Jabal al-Halal, qui se situe au milieu du Sinaï, à 60 km au sud d'al-Arish, avait déjà été la cible d'attaques et d'opérations des forces de sécurité.

Jabal al-Halal est une montagne rocheuse, éloignée de la vallée, qui a toujours été le refuge des groupes extrémistes et des hors-la-loi. Les forces israéliennes d'occupation n'ont jamais été en mesure de la contrôler tout au long de leur présence dans le Sinai. C'est précisément de Jabal al-Halal que plusieurs opérations ont été lancées par la faction égyptienne al-Saika et les Bédouins fedayins.

Cette montagne est très accidentée, ses points d'entrée et de sortie sont difficiles, ce qui en fait un lieu de refuge et une base de lancement pour des groupes armés et des hors-la-loi.

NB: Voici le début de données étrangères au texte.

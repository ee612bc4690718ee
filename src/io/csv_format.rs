//! CSV output for the chart of accounts, journal and summary
//!
//! All writers take any `Write` so the binary can stream to stdout and tests
//! can capture into a `Vec<u8>`. Amounts are written with two decimal places.

use crate::core::FinancialSummary;
use crate::types::{Account, StoreError, Transaction};
use csv::Writer;
use rust_decimal::Decimal;
use std::collections::HashMap;
use std::io::Write;

fn amount(value: Decimal) -> String {
    format!("{:.2}", value)
}

/// Write the chart of accounts with balances
///
/// Columns: id, code, name, type, parent_id, balance, deleted. Rows keep the
/// order given, which is chart order for engine output.
pub fn write_accounts_csv<'a>(
    accounts: impl IntoIterator<Item = &'a Account>,
    output: &mut dyn Write,
) -> Result<(), StoreError> {
    let mut writer = Writer::from_writer(output);

    writer.write_record(["id", "code", "name", "type", "parent_id", "balance", "deleted"])?;

    for account in accounts {
        writer.write_record([
            account.id.as_str(),
            account.code.as_str(),
            account.name.as_str(),
            account.account_type.as_str(),
            account.parent_id.as_deref().unwrap_or(""),
            amount(account.balance).as_str(),
            if account.is_deleted { "true" } else { "false" },
        ])?;
    }

    writer.flush()?;
    Ok(())
}

/// Write journal lines, one row per entry
///
/// Columns: tx, date, description, account_id, account_name, debit, credit,
/// deleted_at. Entries on unknown accounts get an empty account name.
pub fn write_ledger_csv<'a>(
    transactions: impl IntoIterator<Item = &'a Transaction>,
    accounts: &[Account],
    output: &mut dyn Write,
) -> Result<(), StoreError> {
    let names: HashMap<&str, &str> = accounts
        .iter()
        .rev()
        .map(|account| (account.id.as_str(), account.name.as_str()))
        .collect();
    let mut writer = Writer::from_writer(output);

    writer.write_record([
        "tx",
        "date",
        "description",
        "account_id",
        "account_name",
        "debit",
        "credit",
        "deleted_at",
    ])?;

    for tx in transactions {
        let deleted_at = tx
            .deleted_at
            .map(|at| at.to_rfc3339())
            .unwrap_or_default();
        for entry in &tx.entries {
            writer.write_record([
                tx.id.as_str(),
                tx.date.as_str(),
                tx.description.as_str(),
                entry.account_id.as_str(),
                names.get(entry.account_id.as_str()).copied().unwrap_or(""),
                amount(entry.debit).as_str(),
                amount(entry.credit).as_str(),
                deleted_at.as_str(),
            ])?;
        }
    }

    writer.flush()?;
    Ok(())
}

/// Write the financial summary as metric/value rows
pub fn write_summary_csv(
    summary: &FinancialSummary,
    output: &mut dyn Write,
) -> Result<(), StoreError> {
    let mut writer = Writer::from_writer(output);

    writer.write_record(["metric", "value"])?;
    for (metric, value) in summary.rows() {
        writer.write_record([metric, amount(value).as_str()])?;
    }
    writer.write_record(["balanced", if summary.is_balanced() { "true" } else { "false" }])?;

    writer.flush()?;
    Ok(())
}
//! Default seed data
//!
//! Used when no snapshot has been saved yet: a starter chart of accounts in
//! five typed trees, ten example journal transactions for one month, and three
//! example departments. Balances in the seed are zero; the engine recomputes
//! them on load.

use crate::types::{
    Account, AccountType, Department, Snapshot, Specialization, Transaction, TransactionEntry,
};
use chrono::{Datelike, Utc};
use rust_decimal::Decimal;

fn account(id: &str, name: &str, account_type: AccountType, parent: Option<&str>, code: &str) -> Account {
    Account {
        id: id.to_string(),
        name: name.to_string(),
        account_type,
        parent_id: parent.map(str::to_string),
        code: code.to_string(),
        balance: Decimal::ZERO,
        budget: None,
        is_deleted: false,
    }
}

/// Starter chart of accounts
pub fn default_accounts() -> Vec<Account> {
    use AccountType::*;

    vec![
        account("1", "Assets", Asset, None, "1000"),
        account("1.1", "Current Assets", Asset, Some("1"), "1100"),
        account("1.1.1", "Cash on Hand", Asset, Some("1.1"), "1110"),
        account("1.1.2", "Commercial Bank", Asset, Some("1.1"), "1120"),
        account("1.1.3", "Accounts Receivable", Asset, Some("1.1"), "1130"),
        account("1.2", "Fixed Assets", Asset, Some("1"), "1200"),
        account("1.2.1", "Office Furniture & Equipment", Asset, Some("1.2"), "1210"),
        account("1.2.2", "Computer Hardware", Asset, Some("1.2"), "1220"),
        account("2", "Liabilities", Liability, None, "2000"),
        account("2.1", "Accounts Payable", Liability, Some("2"), "2100"),
        account("2.2", "Short-term Loans", Liability, Some("2"), "2200"),
        account("3", "Equity", Equity, None, "3000"),
        account("3.1", "Paid-in Capital", Equity, Some("3"), "3100"),
        account("3.2", "Retained Earnings", Equity, Some("3"), "3200"),
        account("4", "Revenue", Revenue, None, "4000"),
        account("4.1", "Service Sales", Revenue, Some("4"), "4100"),
        account("4.2", "Financial Consulting Income", Revenue, Some("4"), "4200"),
        account("5", "Expenses", Expense, None, "5000"),
        account("5.1", "Head Office Rent", Expense, Some("5"), "5100"),
        account("5.2", "Salaries & Wages", Expense, Some("5"), "5200"),
        account("5.3", "Utilities & Internet", Expense, Some("5"), "5300"),
        account("5.4", "Marketing & Advertising", Expense, Some("5"), "5400"),
    ]
}

fn transaction(id: &str, date: String, description: &str, debit: &str, credit: &str, amount: i64) -> Transaction {
    let amount = Decimal::from(amount);
    Transaction {
        id: id.to_string(),
        date,
        description: description.to_string(),
        entries: vec![
            TransactionEntry::debit(debit, amount),
            TransactionEntry::credit(credit, amount),
        ],
        receipt_number: None,
        check_number: None,
        deposit_number: None,
        is_deleted: false,
        deleted_at: None,
    }
}

/// Example journal for `month` (`YYYY-MM`)
///
/// Every transaction is balanced. Day 30 is kept as-is even for short
/// months: dates are opaque sortable strings here.
pub fn default_transactions(month: &str) -> Vec<Transaction> {
    let day = |d: u32| format!("{month}-{d:02}");

    vec![
        transaction("tx-001", day(1), "Company capital deposited at the bank", "1.1.2", "3.1", 500_000),
        transaction("tx-002", day(2), "Office rent for the month", "5.1", "1.1.2", 5_000),
        transaction("tx-003", day(5), "Computers purchased for staff", "1.2.2", "1.1.2", 12_000),
        transaction("tx-004", day(8), "Consulting income - client A", "1.1.2", "4.2", 15_000),
        transaction("tx-005", day(12), "Internet and electricity bill", "5.3", "1.1.1", 850),
        transaction("tx-006", day(15), "Social media advertising campaign", "5.4", "1.1.2", 2_500),
        transaction("tx-007", day(20), "Software services sales", "1.1.2", "4.1", 32_000),
        transaction("tx-008", day(25), "Office furniture bought on credit", "1.2.1", "2.1", 6_000),
        transaction("tx-009", day(28), "Staff salaries for the month", "5.2", "1.1.2", 45_000),
        transaction("tx-010", day(30), "Cash collected from debtors", "1.1.1", "1.1.3", 2_000),
    ]
}

fn specialization(id: &str, name: &str, active_students: u32, revenue: i64) -> Specialization {
    Specialization {
        id: id.to_string(),
        name: name.to_string(),
        description: None,
        active_students: Some(active_students),
        revenue: Decimal::from(revenue),
    }
}

/// Example departments
pub fn default_departments() -> Vec<Department> {
    vec![
        Department {
            id: "dep-1".to_string(),
            name: "Information Technology".to_string(),
            manager: "Eng. Ahmad Al-Salem".to_string(),
            description: "Infrastructure and software".to_string(),
            budget: Decimal::from(150_000),
            expenses: Decimal::from(85_000),
            specializations: vec![
                specialization("spec-1-1", "Software Engineering", 45, 120_000),
                specialization("spec-1-2", "Cyber Security", 30, 95_000),
                specialization("spec-1-3", "Artificial Intelligence", 25, 88_000),
            ],
            is_deleted: false,
        },
        Department {
            id: "dep-2".to_string(),
            name: "Human Resources".to_string(),
            manager: "Sara Al-Ali".to_string(),
            description: "Staff affairs and payroll".to_string(),
            budget: Decimal::from(80_000),
            expenses: Decimal::from(45_000),
            specializations: vec![
                specialization("spec-2-1", "Recruitment", 0, 0),
                specialization("spec-2-2", "Training & Development", 0, 15_000),
            ],
            is_deleted: false,
        },
        Department {
            id: "dep-3".to_string(),
            name: "Marketing & Sales".to_string(),
            manager: "Fahad Al-Mansour".to_string(),
            description: "Product marketing and sales growth".to_string(),
            budget: Decimal::from(120_000),
            expenses: Decimal::from(110_000),
            specializations: vec![
                specialization("spec-3-1", "Digital Marketing", 0, 250_000),
                specialization("spec-3-2", "Public Relations", 0, 0),
            ],
            is_deleted: false,
        },
    ]
}

/// Complete seed snapshot with the example journal dated in `month`
pub fn default_snapshot(month: &str) -> Snapshot {
    Snapshot {
        accounts: default_accounts(),
        transactions: default_transactions(month),
        departments: Some(default_departments()),
    }
}

/// `YYYY-MM` of the current UTC date
pub fn current_month() -> String {
    let today = Utc::now().date_naive();
    format!("{}-{:02}", today.year(), today.month())
}
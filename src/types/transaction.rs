//! Journal transaction types
//!
//! This module defines stored journal transactions, their entry lines, and the
//! draft the authoring layer submits, together with the balance check that the
//! journal form applies before posting.

use super::account::AccountId;
use super::error::ValidationError;
use chrono::{DateTime, Utc};
use rust_decimal::Decimal;
use serde::{Deserialize, Serialize};

/// Transaction identifier
///
/// Seed data uses `tx-001` style ids, runtime ids are `tx-<uuid>`.
pub type TransactionId = String;

/// A single debit/credit line of a journal transaction
#[derive(Debug, Clone, PartialEq, Serialize, Deserialize)]
#[serde(rename_all = "camelCase")]
pub struct TransactionEntry {
    /// Account the line posts to. May dangle in hand-edited data.
    pub account_id: AccountId,

    #[serde(default)]
    pub debit: Decimal,

    #[serde(default)]
    pub credit: Decimal,
}

impl TransactionEntry {
    pub fn debit(account_id: impl Into<AccountId>, amount: Decimal) -> Self {
        TransactionEntry {
            account_id: account_id.into(),
            debit: amount,
            credit: Decimal::ZERO,
        }
    }

    pub fn credit(account_id: impl Into<AccountId>, amount: Decimal) -> Self {
        TransactionEntry {
            account_id: account_id.into(),
            debit: Decimal::ZERO,
            credit: amount,
        }
    }
}

/// Debit and credit sums over a set of entries
#[derive(Debug, Clone, Copy, PartialEq, Eq, Default)]
pub struct EntryTotals {
    pub debits: Decimal,
    pub credits: Decimal,
}

impl EntryTotals {
    /// Sum the debit and credit columns of `entries`
    ///
    /// `None` when either column overflows `Decimal`.
    pub fn of(entries: &[TransactionEntry]) -> Option<Self> {
        entries.iter().try_fold(EntryTotals::default(), |acc, entry| {
            Some(EntryTotals {
                debits: acc.debits.checked_add(entry.debit)?,
                credits: acc.credits.checked_add(entry.credit)?,
            })
        })
    }

    /// Debits equal credits and the total is positive
    pub fn is_balanced(&self) -> bool {
        self.debits == self.credits && self.debits > Decimal::ZERO
    }
}

/// A stored journal transaction
///
/// Lifecycle: `Active ⇄ SoftDeleted → removed`. `deleted_at` is set only while
/// soft-deleted.
#[derive(Debug, Clone, PartialEq, Serialize, Deserialize)]
#[serde(rename_all = "camelCase")]
pub struct Transaction {
    pub id: TransactionId,

    /// ISO-sortable date (`YYYY-MM-DD`)
    pub date: String,

    pub description: String,

    pub entries: Vec<TransactionEntry>,

    #[serde(default, skip_serializing_if = "Option::is_none")]
    pub receipt_number: Option<String>,

    #[serde(default, skip_serializing_if = "Option::is_none")]
    pub check_number: Option<String>,

    #[serde(default, skip_serializing_if = "Option::is_none")]
    pub deposit_number: Option<String>,

    #[serde(default)]
    pub is_deleted: bool,

    #[serde(default, skip_serializing_if = "Option::is_none")]
    pub deleted_at: Option<DateTime<Utc>>,
}

impl Transaction {
    /// Build an active transaction from a draft
    pub fn from_draft(id: TransactionId, draft: TransactionDraft) -> Self {
        Transaction {
            id,
            date: draft.date,
            description: draft.description,
            entries: draft.entries,
            receipt_number: draft.receipt_number,
            check_number: draft.check_number,
            deposit_number: draft.deposit_number,
            is_deleted: false,
            deleted_at: None,
        }
    }

    pub fn is_active(&self) -> bool {
        !self.is_deleted
    }

    /// Whether any entry posts to `account_id`
    pub fn references(&self, account_id: &str) -> bool {
        self.entries.iter().any(|entry| entry.account_id == account_id)
    }

    pub fn totals(&self) -> Option<EntryTotals> {
        EntryTotals::of(&self.entries)
    }
}

/// Caller-supplied fields for a new transaction
#[derive(Debug, Clone, PartialEq, Default)]
pub struct TransactionDraft {
    pub date: String,
    pub description: String,
    pub entries: Vec<TransactionEntry>,
    pub receipt_number: Option<String>,
    pub check_number: Option<String>,
    pub deposit_number: Option<String>,
}

impl TransactionDraft {
    pub fn new(
        date: impl Into<String>,
        description: impl Into<String>,
        entries: Vec<TransactionEntry>,
    ) -> Self {
        TransactionDraft {
            date: date.into(),
            description: description.into(),
            entries,
            ..TransactionDraft::default()
        }
    }

    /// Check the draft the way the journal form does before posting
    ///
    /// # Errors
    ///
    /// Returns an error if:
    /// - There are no entries
    /// - The description is blank
    /// - Any debit or credit is negative
    /// - A column total overflows
    /// - Both columns total zero
    /// - Debits and credits differ
    pub fn validate(&self) -> Result<EntryTotals, ValidationError> {
        if self.entries.is_empty() {
            return Err(ValidationError::NoEntries);
        }

        if self.description.trim().is_empty() {
            return Err(ValidationError::MissingDescription);
        }

        if let Some(entry) = self
            .entries
            .iter()
            .find(|entry| entry.debit < Decimal::ZERO || entry.credit < Decimal::ZERO)
        {
            return Err(ValidationError::negative_amount(&entry.account_id));
        }

        let totals = EntryTotals::of(&self.entries).ok_or(ValidationError::AmountOverflow)?;

        if totals.debits == Decimal::ZERO && totals.credits == Decimal::ZERO {
            return Err(ValidationError::ZeroTotal);
        }

        if totals.debits != totals.credits {
            return Err(ValidationError::unbalanced(totals.debits, totals.credits));
        }

        Ok(totals)
    }
}

#[cfg(test)]
mod tests {
    use super::*;
    use rstest::rstest;
    use rust_decimal_macros::dec;

    fn draft(entries: Vec<TransactionEntry>) -> TransactionDraft {
        TransactionDraft::new("2024-03-01", "Owner funding", entries)
    }

    #[test]
    fn test_validate_accepts_balanced_draft() {
        let draft = draft(vec![
            TransactionEntry::debit("1.1.2", dec!(500000)),
            TransactionEntry::credit("3.1", dec!(500000)),
        ]);

        let totals = draft.validate().unwrap();
        assert_eq!(totals.debits, dec!(500000));
        assert!(totals.is_balanced());
    }

    #[rstest]
    #[case::no_entries(vec![], ValidationError::NoEntries)]
    #[case::zero_total(
        vec![TransactionEntry::debit("1", dec!(0)), TransactionEntry::credit("2", dec!(0))],
        ValidationError::ZeroTotal
    )]
    #[case::unbalanced(
        vec![TransactionEntry::debit("1", dec!(100)), TransactionEntry::credit("2", dec!(90))],
        ValidationError::Unbalanced { debits: dec!(100), credits: dec!(90) }
    )]
    #[case::negative(
        vec![TransactionEntry::debit("1", dec!(-5)), TransactionEntry::credit("2", dec!(-5))],
        ValidationError::NegativeAmount { account_id: "1".to_string() }
    )]
    fn test_validate_rejects(
        #[case] entries: Vec<TransactionEntry>,
        #[case] expected: ValidationError,
    ) {
        assert_eq!(draft(entries).validate().unwrap_err(), expected);
    }

    #[test]
    fn test_validate_requires_description() {
        let mut draft = draft(vec![
            TransactionEntry::debit("1", dec!(10)),
            TransactionEntry::credit("2", dec!(10)),
        ]);
        draft.description = "   ".to_string();

        assert_eq!(draft.validate().unwrap_err(), ValidationError::MissingDescription);
    }

    #[test]
    fn test_validate_rejects_overflowing_totals() {
        let draft = draft(vec![
            TransactionEntry::debit("1", Decimal::MAX),
            TransactionEntry::debit("1", Decimal::MAX),
            TransactionEntry::credit("2", dec!(1)),
        ]);

        assert_eq!(EntryTotals::of(&draft.entries), None);
        assert_eq!(draft.validate().unwrap_err(), ValidationError::AmountOverflow);
    }

    #[test]
    fn test_totals_unbalanced() {
        let totals = EntryTotals::of(&[
            TransactionEntry::debit("1", dec!(100)),
            TransactionEntry::credit("2", dec!(140)),
        ])
        .unwrap();

        assert_eq!(totals, EntryTotals { debits: dec!(100), credits: dec!(140) });
        assert!(!totals.is_balanced());
    }

    #[test]
    fn test_references() {
        let tx = Transaction::from_draft(
            "tx-1".to_string(),
            draft(vec![
                TransactionEntry::debit("5.1", dec!(5000)),
                TransactionEntry::credit("1.1.2", dec!(5000)),
            ]),
        );

        assert!(tx.references("5.1"));
        assert!(!tx.references("5"));
    }

    #[test]
    fn test_legacy_transaction_json() {
        let json = r#"{"id":"tx-001","date":"2024-03-01","description":"Funding",
            "entries":[{"accountId":"1.1.2","debit":500000,"credit":0},
                       {"accountId":"3.1","debit":0,"credit":500000}]}"#;
        let tx: Transaction = serde_json::from_str(json).unwrap();

        assert!(tx.is_active());
        assert_eq!(tx.deleted_at, None);
        assert_eq!(tx.totals().unwrap().credits, dec!(500000));
    }
}
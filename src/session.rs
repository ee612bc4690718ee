//! Persistent ledger session
//!
//! `LedgerSession` pairs a `LedgerEngine` with a `SnapshotStore`. It loads the
//! saved snapshot (or the seed data when nothing was saved), and writes a full
//! snapshot after every successful mutation.
//!
//! Saving is fire-and-forget: a failed save is logged and the in-memory state
//! stays authoritative for the rest of the session. Rejected mutations change
//! nothing and therefore save nothing.

use crate::core::LedgerEngine;
use crate::io::SnapshotStore;
use crate::seed;
use crate::types::{
    AccountDraft, AccountId, AccountUpdate, Department, DepartmentDraft, DepartmentId,
    DepartmentUpdate, LedgerError, StoreError, Transaction, TransactionDraft, TransactionId,
};

pub struct LedgerSession<S: SnapshotStore> {
    engine: LedgerEngine,
    store: S,
}

impl<S: SnapshotStore> LedgerSession<S> {
    /// Open a session over `store`
    ///
    /// When the store holds no snapshot, the session starts from the seed
    /// chart and journal (dated in the current month) if `seed_when_missing`
    /// is set, or from an empty ledger otherwise. A saved snapshot without a
    /// department list gets the seed departments.
    ///
    /// # Errors
    ///
    /// Returns the store's error if an existing snapshot cannot be read.
    pub fn open(store: S, seed_when_missing: bool) -> Result<Self, StoreError> {
        let snapshot = match store.load()? {
            Some(mut snapshot) => {
                if snapshot.departments.is_none() {
                    snapshot.departments = Some(seed::default_departments());
                }
                Some(snapshot)
            }
            None if seed_when_missing => {
                tracing::info!("no saved ledger, starting from seed data");
                Some(seed::default_snapshot(&seed::current_month()))
            }
            None => None,
        };

        let engine = snapshot.map(LedgerEngine::from_snapshot).unwrap_or_default();
        let session = LedgerSession { engine, store };
        session.persist();
        Ok(session)
    }

    pub fn engine(&self) -> &LedgerEngine {
        &self.engine
    }

    pub fn store(&self) -> &S {
        &self.store
    }

    fn persist(&self) {
        if let Err(e) = self.store.save(&self.engine.snapshot()) {
            tracing::error!(error = %e, "failed to save ledger snapshot");
        }
    }

    /// Validate a journal draft and post it
    ///
    /// # Errors
    ///
    /// Returns `LedgerError::Invalid` if the draft is empty, has no
    /// description, has negative amounts, or does not balance.
    pub fn post_transaction(
        &mut self,
        draft: TransactionDraft,
    ) -> Result<TransactionId, LedgerError> {
        if let Err(e) = draft.validate() {
            tracing::warn!(error = %e, "transaction rejected");
            return Err(e.into());
        }
        let id = self.engine.add_transaction(draft);
        self.persist();
        Ok(id)
    }

    pub fn delete_transaction(&mut self, id: &str) -> Result<(), LedgerError> {
        self.engine.delete_transaction(id)?;
        self.persist();
        Ok(())
    }

    pub fn restore_transaction(&mut self, id: &str) -> Result<(), LedgerError> {
        self.engine.restore_transaction(id)?;
        self.persist();
        Ok(())
    }

    pub fn permanent_delete_transaction(&mut self, id: &str) -> Result<Transaction, LedgerError> {
        let removed = self.engine.permanent_delete_transaction(id)?;
        self.persist();
        Ok(removed)
    }

    pub fn add_account(&mut self, draft: AccountDraft) -> Result<AccountId, LedgerError> {
        let id = self.engine.add_account(draft)?;
        self.persist();
        Ok(id)
    }

    pub fn update_account(
        &mut self,
        id: &str,
        updates: Vec<AccountUpdate>,
    ) -> Result<(), LedgerError> {
        self.engine.update_account(id, updates)?;
        self.persist();
        Ok(())
    }

    pub fn delete_account(&mut self, id: &str) -> Result<(), LedgerError> {
        self.engine.delete_account(id)?;
        self.persist();
        Ok(())
    }

    pub fn add_department(&mut self, draft: DepartmentDraft) -> DepartmentId {
        let id = self.engine.add_department(draft);
        self.persist();
        id
    }

    pub fn update_department(
        &mut self,
        id: &str,
        updates: Vec<DepartmentUpdate>,
    ) -> Result<(), LedgerError> {
        self.engine.update_department(id, updates)?;
        self.persist();
        Ok(())
    }

    pub fn delete_department(&mut self, id: &str) -> Result<Department, LedgerError> {
        let removed = self.engine.delete_department(id)?;
        self.persist();
        Ok(removed)
    }
}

Jabal al-Halal, qui fait 40 km de large et 60 km de long, est constituée de collines rocheuses d'une altitude de 2000 m, et elle est habitée par les tribus al-Sawarka au nord, et al-Tarabin et al-Tayaha au centre. Bien qu'elle soit rocailleuse, la montagne est riche en pâturage et en herbe. Dans cette région, le bétail est appelé "halal" - du nom de la montagne où les gens vivent de l'élevage.

Après l'attentat de Taba en 2004, la police a déclenché une campagne de sécurité, tentant désespérément de faire le siège de la montagne pour poursuivre les groupes armés qui étaient accusés d'être impliqués dans l'incident.

Le blocus a duré plusieurs mois et n'a conduit qu'au meurtre du leader de l'organisation Tawhid et Jihad, Salem al-Shanoub, et à l'arrestation de centaines de gens des tribus du Sinaï. Le même scénario s'est reproduit après l'attentat de Sharm al-Sheikh en juillet 2005.

Suite au vide sécuritaire dans le Sinaï après la révolution du 25 janvier, des groupes armés et radicaux ont opéré à Jabal al-Halal, qui s'est transformé en centre névralgique pour leurs opérations et leur présence au milieu du Sinaï et le long des frontières avec la terre palestinienne occupée et Israël.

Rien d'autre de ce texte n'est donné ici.